Anybody out there knows how to remove the interior door trim on a 2008 Hymer as I need to get at the linkage? The fulcrum pin occasionally jumps out.This is subject to a Hymer Recall but it means a long journey for a simple job.
Regards gijsbert


----------



## Hymie (May 9, 2005)

*Handle*

Hi Gijsbert,

I have also received a letter from our Hymer dealer about this - please let me know how you get the panel off if you find out - as you say a long journey to fix it.

Did you also get a letter about the reserve gas bottle indication on the display panel - if you have that facility>??

Cheers

Hymie


----------



## StanDup (Sep 12, 2008)

Our van is a year old and imported from Germany. The linkage 'popped' within the first 2 months. As you say it is a problem acknowledged by Hymer and they have a fix. At that time I was invited (by the dealer) to contact Peter Hambleton in order to arrange the fix under warranty but couldn't get up to Preston.

I decided to have a go myself pending the full fix from Hymer, and gained access to the 'works' via the internal handle / cover. If your van is like mine, you will have two plastic covers, one above each other, next to the internal handle. Each is held in place by 'star head' screws, all concealed by plastic plugs. 

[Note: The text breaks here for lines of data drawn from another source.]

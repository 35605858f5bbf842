//! Ambient, process-wide configuration, layered default -> JSON file ->
//! CLI override, distinct from a per-test `TestDefinition` (see `types.rs`).

use serde::{Deserialize, Serialize};
use std::path::PathBuf;
use std::time::Duration;

#[derive(Debug, Clone, Serialize, Deserialize)]
pub struct EngineConfig {
    /// Number of warm Chrome instances the `BrowserPool` keeps ready.
    pub browser_pool_size: usize,
    /// Root directory under which every store's namespace lives.
    pub storage_base_dir: PathBuf,
    /// Default bound for `wait{selector}`/`wait{function}` steps.
    #[serde(with = "duration_millis")]
    pub default_wait_timeout: Duration,
    /// Thumbnail dimensions the screenshot store resizes into.
    pub thumbnail_width: u32,
    pub thumbnail_height: u32,
    /// Default DOM-chunking size when a capture doesn't override it.
    pub default_chunk_size: usize,
    pub chrome_path: Option<String>,
    pub user_agent: Option<String>,
    pub memory_limit: u64,
    /// Number of whole-run retries the orchestrator attempts when a
    /// `TestDefinition` declares `retry_count > 0` and the circuit
    /// breaker is closed.
    pub retry_attempts: u32,
}

impl Default for EngineConfig {
    fn default() -> Self {
        Self {
            browser_pool_size: 4,
            storage_base_dir: PathBuf::from("./artifacts"),
            default_wait_timeout: Duration::from_secs(30),
            thumbnail_width: 320,
            thumbnail_height: 240,
            default_chunk_size: 1000,
            chrome_path: None,
            user_agent: None,
            memory_limit: 1024 * 1024 * 1024,
            retry_attempts: 3,
        }
    }
}

impl EngineConfig {
    pub fn validate(&self) -> Result<(), String> {
        if self.browser_pool_size == 0 {
            return Err("browser_pool_size must be > 0".to_string());
        }
        if self.default_wait_timeout.is_zero() {
            return Err("default_wait_timeout must be > 0".to_string());
        }
        if self.thumbnail_width == 0 || self.thumbnail_height == 0 {
            return Err("thumbnail dimensions must be > 0".to_string());
        }
        if self.default_chunk_size == 0 {
            return Err("default_chunk_size must be > 0".to_string());
        }
        Ok(())
    }

    /// Chrome launch flags, same headless/sandboxing posture the
    /// browser pool uses for every pooled instance, with a unique
    /// user-data directory per instance so pooled Chromes don't collide.
    pub fn get_chrome_args(&self, instance_id: usize) -> Vec<String> {
        let mut args = vec![
            "--headless=new".to_string(),
            "--no-sandbox".to_string(),
            "--disable-gpu".to_string(),
            "--disable-dev-shm-usage".to_string(),
            "--disable-extensions".to_string(),
            format!(
                "--user-data-dir=/tmp/smoke-oracle-profile-{instance_id}-{}",
                std::process::id()
            ),
            format!("--remote-debugging-port={}", 9222 + instance_id),
        ];
        if let Some(ua) = &self.user_agent {
            args.push(format!("--user-agent={ua}"));
        }
        args
    }
}

mod duration_millis {
    use serde::{Deserialize, Deserializer, Serializer};
    use std::time::Duration;

    pub fn serialize<S: Serializer>(d: &Duration, s: S) -> Result<S::Ok, S::Error> {
        s.serialize_u64(d.as_millis() as u64)
    }

    pub fn deserialize<'de, D: Deserializer<'de>>(d: D) -> Result<Duration, D::Error> {
        let ms = u64::deserialize(d)?;
        Ok(Duration::from_millis(ms))
    }
}

#[cfg(test)]
mod tests {
    use super::*;

    #[test]
    fn default_config_is_valid() {
        let config = EngineConfig::default();
        assert!(config.validate().is_ok());
        assert!(config.browser_pool_size > 0);
        assert!(config.default_wait_timeout.as_secs() > 0);
    }

    #[test]
    fn chrome_args_include_unique_profile() {
        let config = EngineConfig::default();
        let a = config.get_chrome_args(0);
        let b = config.get_chrome_args(1);
        assert_ne!(a, b);
        assert!(a.iter().any(|arg| arg.starts_with("--user-data-dir=")));
    }
}
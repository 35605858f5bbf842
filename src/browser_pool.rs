//! Pool of warm Chrome instances amortizing launch cost across a batch
//! of runs while preserving the
//! one-run/one-browser-session invariant: the orchestrator checks out
//! exactly one `BrowserHandle` per run and it is returned to the pool
//! automatically when dropped.

use crate::config::EngineConfig;
use crate::driver::ChromiumDriver;
use crate::error::EngineError;
use chromiumoxide::browser::{Browser, BrowserConfig};
use futures::StreamExt;
use std::collections::VecDeque;
use std::sync::Arc;
use std::time::{Duration, Instant};
use tokio::sync::{Mutex, Semaphore};
use tokio::time::sleep;
use tracing::{error, info, warn};

fn create_browser_config(config: &EngineConfig, instance_id: usize) -> Result<BrowserConfig, EngineError> {
    let mut builder = BrowserConfig::builder().args(config.get_chrome_args(instance_id));
    if let Some(path) = &config.chrome_path {
        builder = builder.chrome_executable(path);
    }
    builder
        .build()
        .map_err(EngineError::BrowserLaunchFailed)
}

#[derive(Debug, Clone, Copy)]
pub enum InstanceStatus {
    Healthy,
    Busy,
    Unresponsive,
    Restarting,
    Failed,
}

#[derive(Debug)]
pub struct BrowserInstance {
    pub id: usize,
    pub browser: Arc<Mutex<Browser>>,
    pub handler: tokio::task::JoinHandle<Result<(), chromiumoxide::error::CdpError>>,
    pub last_used: Instant,
    pub session_count: usize,
    pub status: InstanceStatus,
    pub created_at: Instant,
    pub failure_count: usize,
}

impl BrowserInstance {
    pub fn new(
        id: usize,
        browser: Browser,
        handler: tokio::task::JoinHandle<Result<(), chromiumoxide::error::CdpError>>,
    ) -> Self {
        Self {
            id,
            browser: Arc::new(Mutex::new(browser)),
            handler,
            last_used: Instant::now(),
            session_count: 0,
            status: InstanceStatus::Healthy,
            created_at: Instant::now(),
            failure_count: 0,
        }
    }

    pub fn mark_used(&mut self) {
        self.last_used = Instant::now();
        self.session_count += 1;
        self.status = InstanceStatus::Busy;
    }

    pub fn mark_available(&mut self) {
        self.status = InstanceStatus::Healthy;
    }

    pub fn is_healthy(&self) -> bool {
        matches!(self.status, InstanceStatus::Healthy)
    }

    pub fn age(&self) -> Duration {
        self.created_at.elapsed()
    }

    pub fn idle_time(&self) -> Duration {
        self.last_used.elapsed()
    }

    pub async fn shutdown(self) {
        let _ = self.browser.lock().await.close().await;
        self.handler.abort();
    }
}

/// RAII checkout from the pool. Dropping it spawns a task that returns
/// the instance to the `available` queue.
pub struct BrowserHandle {
    pub browser: Arc<Mutex<Browser>>,
    pub instance_id: usize,
    pool: Arc<BrowserPool>,
}

impl BrowserHandle {
    fn new(browser: Arc<Mutex<Browser>>, instance_id: usize, pool: Arc<BrowserPool>) -> Self {
        Self {
            browser,
            instance_id,
            pool,
        }
    }

    /// Opens a fresh page and wraps it in a `ChromiumDriver` for one run.
    pub async fn new_driver(&self) -> Result<ChromiumDriver, EngineError> {
        let page = self
            .browser
            .lock()
            .await
            .new_page("about:blank")
            .await
            .map_err(|e| EngineError::BrowserUnavailable(e.to_string()))?;
        ChromiumDriver::new(page).await
    }
}

impl Drop for BrowserHandle {
    fn drop(&mut self) {
        let pool = self.pool.clone();
        let instance_id = self.instance_id;
        tokio::spawn(async move {
            pool.return_browser(instance_id).await;
        });
    }
}

pub struct BrowserPool {
    instances: Arc<Mutex<Vec<BrowserInstance>>>,
    available: Arc<Mutex<VecDeque<usize>>>,
    semaphore: Arc<Semaphore>,
    config: EngineConfig,
    is_shutting_down: Arc<std::sync::atomic::AtomicBool>,
}

impl BrowserPool {
    pub async fn new(config: EngineConfig) -> Result<Arc<Self>, EngineError> {
        let pool = Self {
            instances: Arc::new(Mutex::new(Vec::new())),
            available: Arc::new(Mutex::new(VecDeque::new())),
            semaphore: Arc::new(Semaphore::new(config.browser_pool_size)),
            config: config.clone(),
            is_shutting_down: Arc::new(std::sync::atomic::AtomicBool::new(false)),
        };

        pool.initialize_instances().await?;
        let pool = Arc::new(pool);
        pool.clone().start_health_check_task();
        Ok(pool)
    }

    async fn initialize_instances(&self) -> Result<(), EngineError> {
        let mut instances = self.instances.lock().await;
        let mut available = self.available.lock().await;

        for i in 0..self.config.browser_pool_size {
            if i > 0 {
                sleep(Duration::from_millis(500)).await;
            }
            let instance = self.create_browser_instance(i).await?;
            instances.push(instance);
            available.push_back(i);
            info!("browser instance {} created", i);
        }

        info!("browser pool initialized with {} instances", instances.len());
        Ok(())
    }

    async fn create_browser_instance(&self, id: usize) -> Result<BrowserInstance, EngineError> {
        let browser_config = create_browser_config(&self.config, id)?;
        let (browser, mut handler) = Browser::launch(browser_config)
            .await
            .map_err(|e| EngineError::BrowserLaunchFailed(e.to_string()))?;

        let handler_task = tokio::spawn(async move {
            loop {
                match handler.next().await {
                    Some(Ok(_)) => continue,
                    Some(Err(e)) => {
                        error!("browser handler error: {}", e);
                        return Err(e);
                    }
                    None => {
                        info!("browser handler stream ended");
                        break;
                    }
                }
            }
            Ok(())
        });

        Ok(BrowserInstance::new(id, browser, handler_task))
    }

    pub async fn get_browser(self: &Arc<Self>) -> Result<BrowserHandle, EngineError> {
        if self.is_shutting_down.load(std::sync::atomic::Ordering::Relaxed) {
            return Err(EngineError::BrowserUnavailable("pool shutting down".into()));
        }

        let _permit = self
            .semaphore
            .acquire()
            .await
            .map_err(EngineError::SemaphoreError)?;

        for attempt in 0..3 {
            let instance_id = {
                let mut available = self.available.lock().await;
                match available.pop_front() {
                    Some(id) => id,
                    None => {
                        return Err(EngineError::BrowserUnavailable(
                            "no available instances".into(),
                        ))
                    }
                }
            };

            // Check health and drop the guard before any call that might need
            // to re-acquire `self.instances` (restart_instance_internal does),
            // since tokio's Mutex is not reentrant.
            let is_healthy = {
                let instances = self.instances.lock().await;
                let instance = instances
                    .get(instance_id)
                    .ok_or_else(|| EngineError::BrowserUnavailable("instance vanished".into()))?;
                instance.is_healthy() && !instance.handler.is_finished()
            };

            let browser_result = if !is_healthy {
                warn!(
                    "browser instance {} unhealthy (attempt {}), restarting",
                    instance_id,
                    attempt + 1
                );
                match self.restart_instance_internal(instance_id).await {
                    Ok(()) => {
                        let instances = self.instances.lock().await;
                        let instance = &instances[instance_id];
                        Ok(instance.browser.clone())
                    }
                    Err(e) => {
                        self.available.lock().await.push_back(instance_id);
                        Err(e)
                    }
                }
            } else {
                let mut instances = self.instances.lock().await;
                let instance = instances
                    .get_mut(instance_id)
                    .ok_or_else(|| EngineError::BrowserUnavailable("instance vanished".into()))?;
                instance.mark_used();
                Ok(instance.browser.clone())
            };

            match browser_result {
                Ok(browser) => {
                    return Ok(BrowserHandle::new(browser, instance_id, self.clone()));
                }
                Err(_) if attempt < 2 => continue,
                Err(e) => return Err(e),
            }
        }

        Err(EngineError::BrowserUnavailable(
            "exhausted restart attempts".into(),
        ))
    }

    pub async fn return_browser(&self, instance_id: usize) {
        let mut instances = self.instances.lock().await;
        let mut available = self.available.lock().await;
        if let Some(instance) = instances.get_mut(instance_id) {
            instance.mark_available();
            available.push_back(instance_id);
        }
    }

    pub async fn restart_instance(&self, instance_id: usize) -> Result<(), EngineError> {
        self.restart_instance_internal(instance_id).await
    }

    async fn restart_instance_internal(&self, instance_id: usize) -> Result<(), EngineError> {
        let mut instances = self.instances.lock().await;
        if let Some(instance) = instances.get_mut(instance_id) {
            instance.status = InstanceStatus::Restarting;
            let _ = instance.browser.lock().await.close().await;
            instance.handler.abort();

            match self.create_browser_instance(instance_id).await {
                Ok(new_instance) => {
                    *instance = new_instance;
                    info!("browser instance {} restarted", instance_id);
                    Ok(())
                }
                Err(e) => {
                    instance.status = InstanceStatus::Failed;
                    error!("failed to restart browser instance {}: {}", instance_id, e);
                    Err(e)
                }
            }
        } else {
            Err(EngineError::BrowserUnavailable("no such instance".into()))
        }
    }

    fn start_health_check_task(self: Arc<Self>) {
        let is_shutting_down = self.is_shutting_down.clone();
        tokio::spawn(async move {
            let mut quick_interval = tokio::time::interval(Duration::from_secs(15));
            let mut deep_interval = tokio::time::interval(Duration::from_secs(60));
            while !is_shutting_down.load(std::sync::atomic::Ordering::Relaxed) {
                tokio::select! {
                    _ = quick_interval.tick() => { self.quick_health_check().await; }
                    _ = deep_interval.tick() => { self.deep_health_check().await; }
                }
            }
        });
    }

    async fn quick_health_check(&self) {
        let instances = self.instances.lock().await;
        for instance in instances.iter() {
            if instance.handler.is_finished() {
                warn!("browser instance {} handler crashed", instance.id);
            }
            if instance.idle_time() > Duration::from_secs(300)
                && matches!(instance.status, InstanceStatus::Busy)
            {
                warn!(
                    "browser instance {} unresponsive for {}s",
                    instance.id,
                    instance.idle_time().as_secs()
                );
            }
        }
    }

    async fn deep_health_check(&self) {
        let instances_to_restart = {
            let instances = self.instances.lock().await;
            instances
                .iter()
                .filter(|instance| {
                    instance.age() > Duration::from_secs(3600)
                        || instance.failure_count > 10
                        || instance.handler.is_finished()
                        || (instance.idle_time() > Duration::from_secs(600)
                            && matches!(instance.status, InstanceStatus::Busy))
                })
                .map(|instance| instance.id)
                .collect::<Vec<_>>()
        };

        for instance_id in instances_to_restart {
            if let Err(e) = self.restart_instance(instance_id).await {
                error!(
                    "failed to restart browser instance {} during health check: {}",
                    instance_id, e
                );
            }
        }
    }

    pub async fn shutdown(&self) {
        info!("shutting down browser pool");
        self.is_shutting_down
            .store(true, std::sync::atomic::Ordering::Relaxed);

        let mut retries = 0;
        while retries < 10 {
            let available_count = self.available.lock().await.len();
            if available_count == self.config.browser_pool_size {
                break;
            }
            sleep(Duration::from_millis(100)).await;
            retries += 1;
        }

        let mut instances = self.instances.lock().await;
        for instance in instances.drain(..) {
            instance.shutdown().await;
        }
        info!("browser pool shutdown complete");
    }

    pub async fn get_stats(&self) -> BrowserPoolStats {
        let instances = self.instances.lock().await;
        let available = self.available.lock().await;

        let mut healthy_count = 0;
        let mut busy_count = 0;
        let mut failed_count = 0;
        let mut total_sessions = 0;

        for instance in instances.iter() {
            total_sessions += instance.session_count;
            match instance.status {
                InstanceStatus::Healthy => healthy_count += 1,
                InstanceStatus::Busy => busy_count += 1,
                InstanceStatus::Failed => failed_count += 1,
                _ => {}
            }
        }

        BrowserPoolStats {
            total_instances: instances.len(),
            healthy_instances: healthy_count,
            busy_instances: busy_count,
            failed_instances: failed_count,
            available_instances: available.len(),
            total_sessions,
        }
    }
}

#[derive(Debug, Clone)]
pub struct BrowserPoolStats {
    pub total_instances: usize,
    pub healthy_instances: usize,
    pub busy_instances: usize,
    pub failed_instances: usize,
    pub available_instances: usize,
    pub total_sessions: usize,
}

You need to take away the larger - lower cover and you can do this by removing the 4 lower plugs (with a very fine screwdriver) and screws (2 pairs, both different size screw heads) and then, by gently prising up the top cover you will be able to completely remove the lower one.

The problem with my door was that the fulcrum was held in place by a cover plate, about 1" across, which clips over the mechanism from 12 o'clock to 6 o'clock. The cover plate can come unseated alowing the mechanism to 'pop' apart. It needs fixing firmly in place. I did this (as a temporary fix) using cable ties. Not ideal, but this arrangement has seen me through the year until I get back down to Bad Waldsee in October.

Hope this helps and sorry I can't make it as clear as a Haynes Manual. PM me if I can help further.


----------